[HOW TO COMPLETE THIS TASK]
Where does the string "update" appear in the records? Copy every line that contains it.
### DATASET ENTRIES
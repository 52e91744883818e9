//! Sidecar file detection

use std::ffi::OsStr;

use crate::config::SIDECAR_EXT;

/// True when the file name ends in `.xmp`, any case
pub fn is_candidate(file_name: &OsStr) -> bool {
	let name = file_name.to_string_lossy();
	let suffix_len = SIDECAR_EXT.len() + 1;

	let Some(start) = name.len().checked_sub(suffix_len) else {
		return false;
	};
	let suffix = &name.as_bytes()[start..];

	suffix[0] == b'.' && suffix[1..].eq_ignore_ascii_case(SIDECAR_EXT.as_bytes())
}
//! Core domain types

pub mod candidate;
pub mod summary;
pub mod template;

pub use candidate::is_candidate;
pub use summary::{Disposition, Summary};
pub use template::{is_empty_sidecar, TemplateSet, BUILTIN_TEMPLATES};
//! # Command Implementations

pub mod sweep;

pub use sweep::{run, Report, SweepOptions};
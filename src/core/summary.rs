//! Per-run counters

use serde::Serialize;

/// What happened to one candidate file
#[derive(Debug, Clone, Copy, PartialEq, Eq)]
pub enum Disposition {
	/// Empty sidecar, removed from disk
	Deleted,
	/// Empty sidecar, left in place because force was not given
	WouldDelete,
	/// Not an empty sidecar
	Retained,
}

#[derive(Debug, Clone, Copy, Default, PartialEq, Eq, Serialize)]
pub struct Summary {
	pub deleted: usize,
	pub pretend_deleted: usize,
	pub retained: usize,
	/// Candidates skipped after an I/O error (keep-going mode only)
	pub failed: usize,
}

impl Summary {
	pub fn record(&mut self, disposition: Disposition) {
		match disposition {
			Disposition::Deleted => self.deleted += 1,
			Disposition::WouldDelete => self.pretend_deleted += 1,
			Disposition::Retained => self.retained += 1,
		}
	}

	/// Candidates that were classified
	pub fn candidates(&self) -> usize {
		self.deleted + self.pretend_deleted + self.retained
	}
}

#[cfg(test)]
mod tests {
	use super::*;

	#[test]
	fn record_increments_one_counter() {
		let mut summary = Summary::default();
		summary.record(Disposition::Deleted);
		summary.record(Disposition::Retained);
		summary.record(Disposition::Retained);

		assert_eq!(summary.deleted, 1);
		assert_eq!(summary.pretend_deleted, 0);
		assert_eq!(summary.retained, 2);
		assert_eq!(summary.candidates(), 3);
	}

	#[test]
	fn serializes_all_counters() {
		let mut summary = Summary::default();
		summary.record(Disposition::WouldDelete);
		let json = serde_json::to_value(summary).unwrap();

		assert_eq!(json["pretend_deleted"], 1);
		assert_eq!(json["deleted"], 0);
		assert_eq!(json["failed"], 0);
	}
}
//! # xmpsweep Library
//!
//! Finds XMP sidecar files whose whole content is a known "empty" body and
//! reports or deletes them.

pub mod cli;
pub mod commands;
pub mod config;
pub mod core;
pub mod ui;
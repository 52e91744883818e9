//! Application configuration and constants

use std::path::PathBuf;

// === File Extensions ===
pub const SIDECAR_EXT: &str = "xmp";

// === Environment ===
pub const TEMPLATES_ENV: &str = "XMPSWEEP_TEMPLATES";

/// Extra template list (flag first, then XMPSWEEP_TEMPLATES env var)
pub fn templates_file(flag: Option<PathBuf>) -> Option<PathBuf> {
	if let Some(path) = flag {
		crate::ui::debug(&format!("Using template list: {}", path.display()));
		return Some(path);
	}

	match std::env::var(TEMPLATES_ENV) {
		Ok(env_path) if !env_path.trim().is_empty() => {
			crate::ui::debug(&format!("Using {}: {}", TEMPLATES_ENV, env_path));
			Some(PathBuf::from(env_path))
		}
		_ => None,
	}
}
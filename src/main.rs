//! xmpsweep - remove empty XMP sidecars
//!
//! Photo library exports leave one sidecar per image even when there is no
//! metadata to keep. This walks the given folders and clears those out.

use anyhow::{Context, Result};
use clap::Parser;
use std::fs;
use std::time::Instant;

use xmpsweep::cli::Cli;
use xmpsweep::commands::{self, SweepOptions};
use xmpsweep::config;
use xmpsweep::core::TemplateSet;
use xmpsweep::ui::{self, ConsoleReport, Log};

fn main() {
	let cli = Cli::parse();

	Log::set_verbose(cli.verbose);

	if let Err(e) = run_sweep(cli) {
		ui::error(&format!("{:#}", e));
		std::process::exit(1);
	}
}

fn run_sweep(cli: Cli) -> Result<()> {
	let templates = load_templates(&cli)?;
	let options = SweepOptions {
		force: cli.force,
		keep_going: cli.keep_going,
	};

	ui::mode(options.force);

	let start = Instant::now();
	let summary = commands::run(&cli.directories, &options, &templates, &mut ConsoleReport)?;
	ui::debug(&format!(
		"Classified {} sidecars in {:.2}s",
		summary.candidates(),
		start.elapsed().as_secs_f32()
	));

	if summary.failed > 0 {
		ui::warn(&format!("{} sidecars skipped after errors", summary.failed));
	}

	if let Some(path) = &cli.report {
		let json = serde_json::to_string_pretty(&summary).context("Failed to serialize summary")?;
		fs::write(path, json).with_context(|| format!("Failed to write report {}", path.display()))?;
		ui::debug(&format!("Wrote report: {}", path.display()));
	}

	Ok(())
}

fn load_templates(cli: &Cli) -> Result<TemplateSet> {
	let mut templates = TemplateSet::builtin();

	if let Some(path) = config::templates_file(cli.templates.clone()) {
		let added = templates.load_extra(&path)?;
		ui::debug(&format!("Loaded {} extra templates from {}", added, path.display()));
	}

	ui::debug(&format!("{} empty-sidecar templates active", templates.len()));
	Ok(templates)
}
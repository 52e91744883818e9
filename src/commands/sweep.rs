//! Sweep command - find and remove empty sidecars

use anyhow::{bail, Context, Result};
use std::cmp::Ordering;
use std::fs;
use std::path::{Path, PathBuf};
use walkdir::{DirEntry, WalkDir};

use crate::core::{is_candidate, Disposition, Summary, TemplateSet};

#[derive(Debug, Clone, Copy, Default)]
pub struct SweepOptions {
	/// Actually delete matched files
	pub force: bool,
	/// Report read/delete failures and continue instead of aborting
	pub keep_going: bool,
}

/// Receives progress from a sweep, in walk order
pub trait Report {
	fn root(&mut self, root: &Path);
	fn directory(&mut self, dir: &Path);
	fn file(&mut self, path: &Path, disposition: Disposition);
	fn failure(&mut self, path: &Path, error: &anyhow::Error);
	fn summary(&mut self, summary: &Summary);
}

/// Walk every root in order and classify each sidecar.
pub fn run<R: Report>(
	roots: &[PathBuf],
	options: &SweepOptions,
	templates: &TemplateSet,
	report: &mut R,
) -> Result<Summary> {
	let mut summary = Summary::default();

	for root in roots {
		report.root(root);
		sweep_root(root, options, templates, report, &mut summary)?;
	}

	report.summary(&summary);
	Ok(summary)
}

fn sweep_root<R: Report>(
	root: &Path,
	options: &SweepOptions,
	templates: &TemplateSet,
	report: &mut R,
	summary: &mut Summary,
) -> Result<()> {
	let meta = fs::metadata(root).with_context(|| format!("Failed to walk {}", root.display()))?;
	if !meta.is_dir() {
		bail!("{} is not a directory", root.display());
	}

	let walker = WalkDir::new(root).sort_by(files_then_dirs);

	for entry in walker {
		let entry = entry.with_context(|| format!("Failed to walk {}", root.display()))?;
		let path = entry.path();

		if entry.file_type().is_dir() {
			report.directory(path);
			continue;
		}

		if !is_candidate(entry.file_name()) {
			continue;
		}

		// Links are not followed, so a linked directory named *.xmp shows up here
		if entry.path_is_symlink() && path.is_dir() {
			continue;
		}

		match process(path, options.force, templates) {
			Ok(disposition) => {
				summary.record(disposition);
				report.file(path, disposition);
			}
			Err(e) if options.keep_going => {
				summary.failed += 1;
				report.failure(path, &e);
			}
			Err(e) => return Err(e),
		}
	}

	Ok(())
}

fn process(path: &Path, force: bool, templates: &TemplateSet) -> Result<Disposition> {
	let content = fs::read_to_string(path)
		.with_context(|| format!("Failed to read {}", path.display()))?;

	if !templates.is_empty_sidecar(&content) {
		return Ok(Disposition::Retained);
	}

	if !force {
		return Ok(Disposition::WouldDelete);
	}

	fs::remove_file(path).with_context(|| format!("Failed to delete {}", path.display()))?;
	Ok(Disposition::Deleted)
}

/// A directory's files come first, then its subdirectories, each by name
fn files_then_dirs(a: &DirEntry, b: &DirEntry) -> Ordering {
	a.file_type()
		.is_dir()
		.cmp(&b.file_type().is_dir())
		.then_with(|| a.file_name().cmp(b.file_name()))
}
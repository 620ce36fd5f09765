use async_trait::async_trait;
use sqlx::PgPool;
use tracing::debug;

use crate::db;
use crate::errors::AppError;
use crate::models::{
    Company, CompanyForm, CryptoPrice, CryptoPriceForm, Cryptocurrency, CryptocurrencyForm,
    StockPrice, StockPriceForm,
};
use crate::store::{not_found, ChildRepository, Entity, Repository, WithChildren};

/// PostgreSQL backend. Every call runs on its own pooled connection and
/// commits on its own.
#[derive(Clone)]
pub struct PgStore {
    pool: PgPool,
}

impl PgStore {
    pub fn new(pool: PgPool) -> Self {
        Self { pool }
    }
}

fn deleted<E: Entity>(rows: u64, id: i64) -> Result<(), AppError> {
    match rows {
        0 => Err(not_found::<E>(id)),
        _ => Ok(()),
    }
}

#[async_trait]
impl Repository<Company> for PgStore {
    async fn list_all(&self) -> Result<Vec<Company>, AppError> {
        Ok(db::company_queries::fetch_all(&self.pool).await?)
    }

    async fn find_by_id(&self, id: i64) -> Result<Company, AppError> {
        db::company_queries::fetch_one(&self.pool, id).await?
            .ok_or_else(|| not_found::<Company>(id))
    }

    async fn create(&self, form: CompanyForm) -> Result<Company, AppError> {
        let input = form.validate()?;
        let company = db::company_queries::insert(&self.pool, input).await?;
        debug!("Inserted company {}", company.id);
        Ok(company)
    }

    async fn update(&self, id: i64, form: CompanyForm) -> Result<Company, AppError> {
        let mut tx = self.pool.begin().await?;
        let current = db::company_queries::lock_one(&mut tx, id).await?
            .ok_or_else(|| not_found::<Company>(id))?;
        let input = form.merged_with(&current).validate()?;
        let company = db::company_queries::update(&mut tx, id, input).await?;
        tx.commit().await?;
        Ok(company)
    }

    async fn delete(&self, id: i64) -> Result<(), AppError> {
        let rows = db::company_queries::delete(&self.pool, id).await
            .map_err(|e| AppError::on_delete(e, &format!("{} {}", Company::KIND, id)))?;
        deleted::<Company>(rows, id)
    }
}

#[async_trait]
impl Repository<StockPrice> for PgStore {
    async fn list_all(&self) -> Result<Vec<StockPrice>, AppError> {
        Ok(db::stock_price_queries::fetch_all(&self.pool).await?)
    }

    async fn find_by_id(&self, id: i64) -> Result<StockPrice, AppError> {
        db::stock_price_queries::fetch_one(&self.pool, id).await?
            .ok_or_else(|| not_found::<StockPrice>(id))
    }

    async fn create(&self, form: StockPriceForm) -> Result<StockPrice, AppError> {
        let input = form.validate()?;
        db::stock_price_queries::insert(&self.pool, input).await
            .map_err(|e| AppError::on_write(e, "Company"))
    }

    async fn update(&self, id: i64, form: StockPriceForm) -> Result<StockPrice, AppError> {
        let mut tx = self.pool.begin().await?;
        let current = db::stock_price_queries::lock_one(&mut tx, id).await?
            .ok_or_else(|| not_found::<StockPrice>(id))?;
        let input = form.merged_with(&current).validate()?;
        let price = db::stock_price_queries::update(&mut tx, id, input).await
            .map_err(|e| AppError::on_write(e, "Company"))?;
        tx.commit().await?;
        Ok(price)
    }

    async fn delete(&self, id: i64) -> Result<(), AppError> {
        let rows = db::stock_price_queries::delete(&self.pool, id).await?;
        deleted::<StockPrice>(rows, id)
    }
}

#[async_trait]
impl ChildRepository<StockPrice> for PgStore {
    async fn list_children(&self, company_id: i64) -> Result<Vec<StockPrice>, AppError> {
        Ok(db::stock_price_queries::fetch_for_company(&self.pool, company_id).await?)
    }

    async fn find_with_children(
        &self,
        company_id: i64,
    ) -> Result<WithChildren<Company, StockPrice>, AppError> {
        let (company, prices) = db::company_queries::fetch_with_prices(&self.pool, company_id)
            .await?
            .ok_or_else(|| not_found::<Company>(company_id))?;
        Ok(WithChildren { parent: company, children: prices })
    }
}

#[async_trait]
impl Repository<Cryptocurrency> for PgStore {
    async fn list_all(&self) -> Result<Vec<Cryptocurrency>, AppError> {
        Ok(db::cryptocurrency_queries::fetch_all(&self.pool).await?)
    }

    async fn find_by_id(&self, id: i64) -> Result<Cryptocurrency, AppError> {
        db::cryptocurrency_queries::fetch_one(&self.pool, id).await?
            .ok_or_else(|| not_found::<Cryptocurrency>(id))
    }

    async fn create(&self, form: CryptocurrencyForm) -> Result<Cryptocurrency, AppError> {
        let input = form.validate()?;
        Ok(db::cryptocurrency_queries::insert(&self.pool, input).await?)
    }

    async fn update(&self, id: i64, form: CryptocurrencyForm) -> Result<Cryptocurrency, AppError> {
        let mut tx = self.pool.begin().await?;
        let current = db::cryptocurrency_queries::lock_one(&mut tx, id).await?
            .ok_or_else(|| not_found::<Cryptocurrency>(id))?;
        let input = form.merged_with(&current).validate()?;
        let crypto = db::cryptocurrency_queries::update(&mut tx, id, input).await?;
        tx.commit().await?;
        Ok(crypto)
    }

    async fn delete(&self, id: i64) -> Result<(), AppError> {
        let rows = db::cryptocurrency_queries::delete(&self.pool, id).await
            .map_err(|e| AppError::on_delete(e, &format!("{} {}", Cryptocurrency::KIND, id)))?;
        deleted::<Cryptocurrency>(rows, id)
    }
}

#[async_trait]
impl Repository<CryptoPrice> for PgStore {
    async fn list_all(&self) -> Result<Vec<CryptoPrice>, AppError> {
        Ok(db::crypto_price_queries::fetch_all(&self.pool).await?)
    }

    async fn find_by_id(&self, id: i64) -> Result<CryptoPrice, AppError> {
        db::crypto_price_queries::fetch_one(&self.pool, id).await?
            .ok_or_else(|| not_found::<CryptoPrice>(id))
    }

    async fn create(&self, form: CryptoPriceForm) -> Result<CryptoPrice, AppError> {
        let input = form.validate()?;
        db::crypto_price_queries::insert(&self.pool, input).await
            .map_err(|e| AppError::on_write(e, "Cryptocurrency"))
    }

    async fn update(&self, id: i64, form: CryptoPriceForm) -> Result<CryptoPrice, AppError> {
        let mut tx = self.pool.begin().await?;
        let current = db::crypto_price_queries::lock_one(&mut tx, id).await?
            .ok_or_else(|| not_found::<CryptoPrice>(id))?;
        let input = form.merged_with(&current).validate()?;
        let price = db::crypto_price_queries::update(&mut tx, id, input).await
            .map_err(|e| AppError::on_write(e, "Cryptocurrency"))?;
        tx.commit().await?;
        Ok(price)
    }

    async fn delete(&self, id: i64) -> Result<(), AppError> {
        let rows = db::crypto_price_queries::delete(&self.pool, id).await?;
        deleted::<CryptoPrice>(rows, id)
    }
}

#[async_trait]
impl ChildRepository<CryptoPrice> for PgStore {
    async fn list_children(&self, cryptocurrency_id: i64) -> Result<Vec<CryptoPrice>, AppError> {
        Ok(db::crypto_price_queries::fetch_for_cryptocurrency(&self.pool, cryptocurrency_id).await?)
    }

    async fn find_with_children(
        &self,
        cryptocurrency_id: i64,
    ) -> Result<WithChildren<Cryptocurrency, CryptoPrice>, AppError> {
        let (crypto, prices) =
            db::cryptocurrency_queries::fetch_with_prices(&self.pool, cryptocurrency_id)
                .await?
                .ok_or_else(|| not_found::<Cryptocurrency>(cryptocurrency_id))?;
        Ok(WithChildren { parent: crypto, children: prices })
    }
}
######
[EXERCISE RESULT]
    async fn update(&self, id: i64, form: CompanyForm) -> Result<Company, AppError> {
        let company = db::company_queries::update(&mut tx, id, input).await?;
    async fn update(&self, id: i64, form: StockPriceForm) -> Result<StockPrice, AppError> {
        let price = db::stock_price_queries::update(&mut tx, id, input).await
    async fn update(&self, id: i64, form: CryptocurrencyForm) -> Result<Cryptocurrency, AppError> {
        let crypto = db::cryptocurrency_queries::update(&mut tx, id, input).await?;
    async fn update(&self, id: i64, form: CryptoPriceForm) -> Result<CryptoPrice, AppError> {
        let price = db::crypto_price_queries::update(&mut tx, id, input).await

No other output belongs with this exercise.